Parallel Reaction Monitoring Mass Spectrometry for Rapid and Accurate Identification of beta-Lactamases Produced by Enterobacteriaceae

The increasing spread of drug-resistant bacterial strains presents great challenges to clinical antibacterial treatment and public health, particularly with regard to beta-lactamase-producing Enterobacteriaceae. A rapid and accurate detection method that can expedite precise clinical diagnostics and rational administration of antibiotics is urgently needed. Targeted proteomics, a technique involving selected reaction monitoring or multiple reaction monitoring, has been developed for detecting specific peptides. In the present study, a rapid single-colony-processing procedure combined with an improved parallel reaction monitoring (PRM) workflow based on HRAM Orbitrap MS was developed to detect carbapenemases (Klebsiella pneumoniae carbapenemase, KPC; imipenemase, IMP; Verona integron-encoded metallo-beta-lactamase, VIM; New Delhi metallo-beta-lactamase, NDM; and oxacillinase, OXA), extended spectrum beta-lactamases (TEM and CTX-M), and AmpC (CMY-2) produced by Enterobacteriaceae.
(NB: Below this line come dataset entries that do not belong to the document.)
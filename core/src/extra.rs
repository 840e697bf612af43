//! Extra things that make working with UEFI GUIDs nice,
//! but are not part of UEFI

use crate::base::Guid;

/// A type identified within UEFI by a [`Guid`], such as a Protocol
/// interface or an information type like `EFI_FILE_INFO`.
///
/// See the [`GUID`][gm] macro for how to implement this.
///
/// # Safety
///
/// Firmware hands out untyped pointers keyed only by GUID.
/// If [`Entity::GUID`] is wrong for `Self`, code relying on it
/// will reinterpret one firmware structure as another.
///
/// [gm]: crate::GUID
pub unsafe trait Entity {
    /// Entity GUID
    const GUID: Guid;

    /// Rust name of the entity type
    const NAME: &'static str;

    #[inline]
    fn name() -> &'static str {
        Self::NAME
    }

    #[inline]
    fn guid() -> Guid {
        Self::GUID
    }

    /// Whether `guid`, usually read back from firmware, identifies this
    /// entity
    #[inline]
    fn is(guid: &Guid) -> bool {
        *guid == Self::GUID
    }
}
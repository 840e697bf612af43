//! Procedural macros for `efi_guid`
//!
//! You probably want the re-exports from `efi_guid` instead of this crate.
use proc_macro::TokenStream;

mod compat;
mod guid;
mod imp;

/// Attach a UEFI GUID to a struct
///
/// This implements the `efi_guid::extra::Entity` trait,
/// and adds an inherent `GUID` constant.
///
/// The GUID is written in its canonical text form,
/// `#[GUID("9042A9DE-23DC-4A38-96FB-7ADED080516A")]`,
/// and is checked at compile time.
///
/// # Arguments
///
/// - `crate("name")`, path to the `efi_guid` crate if it was renamed
#[proc_macro_attribute]
#[allow(non_snake_case)]
pub fn GUID(args: TokenStream, input: TokenStream) -> TokenStream {
    guid::guid(args, input)
}
//! UEFI Base types
//!
//! # GUID Layout
//!
//! UEFI defines `EFI_GUID` as a C struct of four fields,
//! `UINT32 Data1`, `UINT16 Data2`, `UINT16 Data3`, and `UINT8 Data4[8]`.
//!
//! In memory this means the first three fields are stored little-endian,
//! while the canonical text form, `9042A9DE-23DC-4A38-96FB-7ADED080516A`,
//! writes them big-endian. `Data4` is never swapped.
//!
//! [`Guid`] always stores the in-memory, or "wire", layout.
//!
//! # References
//!
//! - [Appendix A. GUID and Time Formats][aa]
//!
//! [aa]: <https://uefi.org/specs/UEFI/2.10/Apx_A_GUID_and_Time_Formats.html>
use core::{fmt, str::FromStr};

use nuuid::Uuid;

use crate::error::GuidError;

/// UEFI Globally Unique Identifier, or GUID.
///
/// This is FFI compatible with and ABI Identical to a 128-bit buffer thats
/// 64-bit aligned, aka a suitably aligned `[u8; 16]`, or a `u128`.
///
/// A GUID is a Microsoft Format [RFC 4122 UUID][rfc4122],
/// with these caveats from [Appendix A. GUID and Time Formats][aa].
///
/// It is important to read that document to understand the layout of
/// this buffer, if using it directly. UEFI relies extensively on GUIDs.
///
/// [rfc4122]: <https://www.rfc-editor.org/rfc/rfc4122>
/// [aa]: <https://uefi.org/specs/UEFI/2.10/Apx_A_GUID_and_Time_Formats.html>
#[derive(Clone, Copy, PartialEq, Eq, Hash)]
#[repr(C, align(8))]
pub struct Guid([u8; 16]);

impl Guid {
    /// The all zero GUID
    pub const ZERO: Self = Self([0; 16]);

    /// Create a new [`Guid`] directly from `bytes`
    ///
    /// `bytes` must already be in the UEFI in-memory layout.
    #[inline]
    pub const fn new(bytes: [u8; 16]) -> Self {
        Self(bytes)
    }

    /// Create a new [`Guid`] from the four fields of `EFI_GUID`,
    /// exactly as they are written in the UEFI Specification.
    pub const fn from_fields(data1: u32, data2: u16, data3: u16, data4: [u8; 8]) -> Self {
        let d1 = data1.to_le_bytes();
        let d2 = data2.to_le_bytes();
        let d3 = data3.to_le_bytes();
        Self([
            d1[0], d1[1], d1[2], d1[3], //
            d2[0], d2[1], //
            d3[0], d3[1], //
            data4[0], data4[1], data4[2], data4[3], data4[4], data4[5], data4[6], data4[7],
        ])
    }

    /// Create a new [`Guid`] from big-endian RFC 4122 bytes,
    /// which is the order the text form is written in.
    #[inline]
    pub const fn from_uuid_bytes(bytes: [u8; 16]) -> Self {
        Self(swap_fields(bytes))
    }

    /// Raw, *unaligned*, GUID bytes
    #[inline]
    pub const fn to_bytes(self) -> [u8; 16] {
        self.0
    }

    /// Big-endian RFC 4122 bytes
    ///
    /// Inverse of [`Guid::from_uuid_bytes`]
    #[inline]
    pub const fn to_uuid_bytes(self) -> [u8; 16] {
        swap_fields(self.0)
    }

    #[inline]
    pub const fn data1(self) -> u32 {
        let b = self.0;
        u32::from_le_bytes([b[0], b[1], b[2], b[3]])
    }

    #[inline]
    pub const fn data2(self) -> u16 {
        let b = self.0;
        u16::from_le_bytes([b[4], b[5]])
    }

    #[inline]
    pub const fn data3(self) -> u16 {
        let b = self.0;
        u16::from_le_bytes([b[6], b[7]])
    }

    #[inline]
    pub const fn data4(self) -> [u8; 8] {
        let b = self.0;
        [b[8], b[9], b[10], b[11], b[12], b[13], b[14], b[15]]
    }

    #[inline]
    fn to_uuid(self) -> Uuid {
        Uuid::from_bytes(self.to_uuid_bytes())
    }
}

/// Byte swap the first three fields, converting between
/// the UEFI and RFC 4122 layouts. This is its own inverse.
const fn swap_fields(b: [u8; 16]) -> [u8; 16] {
    [
        b[3], b[2], b[1], b[0], //
        b[5], b[4], //
        b[7], b[6], //
        b[8], b[9], b[10], b[11], b[12], b[13], b[14], b[15],
    ]
}

impl fmt::Debug for Guid {
    fn fmt(&self, f: &mut fmt::Formatter<'_>) -> fmt::Result {
        f.debug_tuple("Guid") //.
            .field(&self.0)
            .field(&format_args!("[Guid] {}", self.to_uuid()))
            .finish()
    }
}

impl fmt::Display for Guid {
    fn fmt(&self, f: &mut fmt::Formatter<'_>) -> fmt::Result {
        fmt::Display::fmt(&self.to_uuid(), f)
    }
}

impl FromStr for Guid {
    type Err = GuidError;

    /// Parse the canonical `xxxxxxxx-xxxx-xxxx-xxxx-xxxxxxxxxxxx` form
    fn from_str(s: &str) -> Result<Self, Self::Err> {
        let uuid = Uuid::parse(s)?;
        Ok(Self::from_uuid_bytes(uuid.to_bytes()))
    }
}

impl From<Guid> for [u8; 16] {
    #[inline]
    fn from(value: Guid) -> Self {
        value.to_bytes()
    }
}

#[cfg(test)]
mod tests {
    extern crate std;
    use std::string::ToString;

    use super::*;

    const TEXT: &str = "9042A9DE-23DC-4A38-96FB-7ADED080516A";

    const WIRE: [u8; 16] = [
        0xDE, 0xA9, 0x42, 0x90, 0xDC, 0x23, 0x38, 0x4A, 0x96, 0xFB, 0x7A, 0xDE, 0xD0, 0x80, 0x51,
        0x6A,
    ];

    #[test]
    fn fields() {
        let guid = Guid::from_fields(
            0x9042A9DE,
            0x23DC,
            0x4A38,
            [0x96, 0xFB, 0x7A, 0xDE, 0xD0, 0x80, 0x51, 0x6A],
        );
        assert_eq!(guid.to_bytes(), WIRE);
        assert_eq!(guid, Guid::new(WIRE));
        assert_eq!(guid.data1(), 0x9042A9DE);
        assert_eq!(guid.data2(), 0x23DC);
        assert_eq!(guid.data3(), 0x4A38);
        assert_eq!(guid.data4(), [0x96, 0xFB, 0x7A, 0xDE, 0xD0, 0x80, 0x51, 0x6A]);
    }

    #[test]
    fn uuid_bytes() {
        let rfc = [
            0x90, 0x42, 0xA9, 0xDE, 0x23, 0xDC, 0x4A, 0x38, 0x96, 0xFB, 0x7A, 0xDE, 0xD0, 0x80,
            0x51, 0x6A,
        ];
        let guid = Guid::from_uuid_bytes(rfc);
        assert_eq!(guid.to_bytes(), WIRE);
        assert_eq!(guid.to_uuid_bytes(), rfc);
    }

    #[test]
    fn text() {
        let guid: Guid = TEXT.parse().unwrap();
        assert_eq!(guid.to_bytes(), WIRE);

        let s = guid.to_string();
        assert!(s.eq_ignore_ascii_case(TEXT), "{s}");
        assert_eq!(s.parse::<Guid>().unwrap(), guid);

        let lower: Guid = TEXT.to_ascii_lowercase().parse().unwrap();
        assert_eq!(lower, guid);
    }

    #[test]
    fn invalid_text() {
        assert!("".parse::<Guid>().is_err());
        assert!("9042A9DE-23DC-4A38-96FB".parse::<Guid>().is_err());
        assert!("9042A9DE-23DC-4A38-96FB-7ADED080516G".parse::<Guid>().is_err());
    }

    #[test]
    fn layout() {
        assert_eq!(core::mem::size_of::<Guid>(), 16);
        assert_eq!(core::mem::align_of::<Guid>(), 8);
        assert_eq!(Guid::ZERO.to_bytes(), [0; 16]);
    }
}
use std::fmt::Display;

use proc_macro2::Span;
use quote::format_ident;
use syn::{spanned::Spanned, Error, Ident, LitStr, Meta};

use crate::compat::NestedMeta;

/// Options common to our macros, such as `crate`
#[derive(Debug)]
pub struct CommonOpts {
    /// `efi_guid` crate name
    ///
    /// `GUID("...", crate("name"))`
    krate: Option<Ident>,
}

impl CommonOpts {
    pub const fn new() -> Self {
        Self { krate: None }
    }

    /// Ident for our crate
    pub fn krate(&self) -> Ident {
        self.krate.clone().unwrap_or(format_ident!("efi_guid"))
    }
}

/// Error stack during parsing macro input
pub struct Errors {
    data: Vec<Error>,
}

impl Errors {
    pub const fn new() -> Self {
        Self { data: Vec::new() }
    }

    /// Push error onto stack with the provided span
    pub fn push<D: Display>(&mut self, span: Span, msg: D) {
        self.data.push(Error::new(span, msg));
    }

    pub fn is_empty(&self) -> bool {
        self.data.is_empty()
    }

    /// Combine all errors into a single one using [`Error::combine`]
    pub fn combine(self) -> Option<Error> {
        self.data.into_iter().reduce(|mut acc, e| {
            acc.combine(e);
            acc
        })
    }
}

/// Attempt to parse the `crate("name")` attribute argument,
/// returning whether it was one.
pub fn krate_(meta: &NestedMeta, errors: &mut Errors, opts: &mut CommonOpts) -> bool {
    let NestedMeta::Meta(Meta::List(l)) = meta else {
        return false;
    };
    if !l.path.is_ident("crate") {
        return false;
    }
    match l.parse_args::<LitStr>() {
        Ok(lit) => {
            if opts.krate.is_some() {
                errors.push(l.span(), "Duplicate attribute `crate`");
            } else {
                match syn::parse_str::<Ident>(&lit.value()) {
                    Ok(i) => opts.krate = Some(i),
                    Err(_) => errors.push(lit.span(), "Expected crate name"),
                }
            }
        }
        Err(_) => errors.push(l.tokens.span(), "Expected string literal"),
    }
    true
}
Specific peptides were selected and validated, and their coefficients of variation and stability were evaluated. In total, 188 Enterobacteriaceae strains were screened using the workflow. Fourteen out of total 19 peptides have 100% specificity; three peptides have specificity >95% and two peptides have specificity ranged from 74 similar to 85%. On the sensitivity, only nine peptides have 95 similar to 100% sensitivity. The other 10 peptides have sensitivity ranged from 27 similar to 94%. Thus, a screening method based on peptide groups was developed for the first time. Taken together, this study described a rapid extraction and detection workflow for widespread b-lactamases, including KPC, IMP, VIM, NDM, OXA, CMY, CTX-M, and TEM, using single colonies of Enterobacteriaceae strains. PRM-targeted proteomics was proven to be a promising approach for the detection of drug-resistant enzymes.